でも、長くおけいこを続けていれば、山あり谷あり、順風満帆な時ばかりではありませんね。何らかのきっかけで、ピアノから気持ちが離れてしまうこともあります。ピアノに向かわないと、思うように弾けなくなる。ますます練習するのがおっくうになる。という負のスパイラルに入ってしまいます。
そういう時は、どうしたらよいのでしょうか。「桃栗3年、柿8年と言われるように、何事も芽が出て、実を結ぶには時間がかかるのですよ」と正論をかざすのはちょっと脇に置いて、まず、お子さまのピアノに向かいたくないという気持ちを、しっかりと受け止めてやることが大事なことのように思います。
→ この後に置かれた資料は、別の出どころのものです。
//! Line-oriented `key=value` configuration store.
//!
//! One entry per line; `#` in column 1 or an empty line is skipped. The line
//! splits on the first `=`, and both sides keep their whitespace — values are
//! handed to consumers exactly as written. The table is immutable after
//! loading, so any number of threads may read it concurrently.

use std::fs::File;
use std::io::{BufRead, BufReader};
use std::path::Path;

use crate::error::Error;

/// Maximum stored key length in bytes; longer keys are truncated.
pub const MAX_KEY_LEN: usize = 127;
/// Maximum stored value length in bytes; longer values are truncated.
pub const MAX_VALUE_LEN: usize = 255;

/// In-memory configuration table.
#[derive(Debug, Default)]
pub struct Config {
    entries: Vec<(String, String)>,
}

impl Config {
    /// Load a configuration file.
    ///
    /// Malformed lines (no `=`) are skipped with a warning rather than
    /// aborting the load; over-long keys and values are truncated at
    /// [`MAX_KEY_LEN`]/[`MAX_VALUE_LEN`] with a warning.
    pub fn load(path: impl AsRef<Path>) -> Result<Self, Error> {
        let path = path.as_ref();
        let reader = BufReader::new(File::open(path)?);

        let mut entries = Vec::new();
        for line in reader.lines() {
            let line = line?;
            if line.is_empty() || line.starts_with('#') {
                continue;
            }
            let Some((key, value)) = line.split_once('=') else {
                log::warn!("config {}: skipping malformed line {line:?}", path.display());
                continue;
            };
            entries.push((
                clamp_field(key, MAX_KEY_LEN, "key"),
                clamp_field(value, MAX_VALUE_LEN, "value"),
            ));
        }
        Ok(Self { entries })
    }

    /// Look up a key (case-sensitive). Later duplicate entries win.
    pub fn get(&self, key: &str) -> Option<&str> {
        self.entries
            .iter()
            .rev()
            .find(|(k, _)| k == key)
            .map(|(_, v)| v.as_str())
    }

    /// Look up a key and parse the value as `u32`.
    pub fn get_u32(&self, key: &str) -> Option<u32> {
        self.get(key)?.trim().parse().ok()
    }

    /// Look up a key and parse the value as `u16`.
    pub fn get_u16(&self, key: &str) -> Option<u16> {
        self.get(key)?.trim().parse().ok()
    }

    /// Number of stored entries, duplicates included.
    pub fn len(&self) -> usize {
        self.entries.len()
    }

    /// True when no entries were loaded.
    pub fn is_empty(&self) -> bool {
        self.entries.is_empty()
    }
}

/// Truncate a field at `max` bytes, backing up to a UTF-8 boundary.
fn clamp_field(field: &str, max: usize, what: &str) -> String {
    if field.len() <= max {
        return field.to_string();
    }
    log::warn!("config: {what} exceeds {max} bytes, truncating");
    let mut end = max;
    while !field.is_char_boundary(end) {
        end -= 1;
    }
    field[..end].to_string()
}

#[cfg(test)]
mod tests {
    use super::*;
    use std::io::Write;

    fn write_config(contents: &str) -> tempfile::NamedTempFile {
        let mut file = tempfile::NamedTempFile::new().expect("create temp config");
        file.write_all(contents.as_bytes()).expect("write temp config");
        file
    }

    #[test]
    fn loads_simple_entries() {
        let file = write_config("host=127.0.0.1\nport=9000\n");
        let config = Config::load(file.path()).unwrap();
        assert_eq!(config.len(), 2);
        assert_eq!(config.get("host"), Some("127.0.0.1"));
        assert_eq!(config.get("port"), Some("9000"));
    }

    #[test]
    fn skips_comments_and_blank_lines() {
        let file = write_config("# a comment\n\nmode=serial\n");
        let config = Config::load(file.path()).unwrap();
        assert_eq!(config.len(), 1);
        assert_eq!(config.get("mode"), Some("serial"));
    }

    #[test]
    fn skips_lines_without_equals() {
        let file = write_config("not a pair\nkey=value\n");
        let config = Config::load(file.path()).unwrap();
        assert_eq!(config.len(), 1);
        assert_eq!(config.get("key"), Some("value"));
    }

    #[test]
    fn later_duplicates_win() {
        let file = write_config("addr=1\naddr=2\n");
        let config = Config::load(file.path()).unwrap();
        assert_eq!(config.get("addr"), Some("2"));
    }

    #[test]
    fn preserves_whitespace_in_values() {
        let file = write_config("greeting= hello world \n");
        let config = Config::load(file.path()).unwrap();
        assert_eq!(config.get("greeting"), Some(" hello world "));
    }

    #[test]
    fn splits_on_first_equals_only() {
        let file = write_config("expr=a=b=c\n");
        let config = Config::load(file.path()).unwrap();
        assert_eq!(config.get("expr"), Some("a=b=c"));
    }

    #[test]
    fn lookup_is_case_sensitive() {
        let file = write_config("Key=upper\nkey=lower\n");
        let config = Config::load(file.path()).unwrap();
        assert_eq!(config.get("Key"), Some("upper"));
        assert_eq!(config.get("key"), Some("lower"));
        assert_eq!(config.get("KEY"), None);
    }

    #[test]
    fn truncates_long_fields() {
        let long_key = "k".repeat(MAX_KEY_LEN + 10);
        let long_value = "v".repeat(MAX_VALUE_LEN + 10);
        let file = write_config(&format!("{long_key}={long_value}\n"));
        let config = Config::load(file.path()).unwrap();
        let stored_key = "k".repeat(MAX_KEY_LEN);
        assert_eq!(
            config.get(&stored_key),
            Some("v".repeat(MAX_VALUE_LEN).as_str())
        );
    }

    #[test]
    fn typed_lookups_parse() {
        let file = write_config("port=9600\nbad=oops\n");
        let config = Config::load(file.path()).unwrap();
        assert_eq!(config.get_u32("port"), Some(9600));
        assert_eq!(config.get_u16("port"), Some(9600));
        assert_eq!(config.get_u32("bad"), None);
        assert_eq!(config.get_u32("missing"), None);
    }

    #[test]
    fn missing_file_is_an_error() {
        let result = Config::load("/nonexistent/panloop.conf");
        assert!(matches!(result, Err(Error::Io(_))));
    }
}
やってもやっても、上手くなっていないような気がする。なんとなく自信がなくなってしまった。学校での小さなできごとが気になって、集中できない。大人から見れば、ほんの些細な出来事にしか見えないようなことでも、お子さまにとっては、心に重くのしかかっていることもあるのです。おうちでのお子さまの様子で気になることがあれば、お母さま一人で抱え込まずにご相談ください。そして、しばらくご自宅では「練習しなさい」と言わずに、そっと見守っていただけたらと思います。
練習ができていなくてもいいので、そういう時こそ、ピアノのおけいこに来てくださいね。誰かに話すことで、心がふっと軽くなることもあるかもしれません。
今の子供たちとって何よりも必要なのは、ありのままの自分を受け止めてくれる人なのではないでしょうか。不安になったり、自信をなくしたりした時、自分を信じて見守ってくれる人がたった一人でもそばにいてくれれば、また、新たな一歩を踏み出していくことができるのではないかと思います。
ピアノの演奏技術を向上させることのみに傾きすぎず、お子さまの心の声をいつも受け止めることのできる一人でありたいです。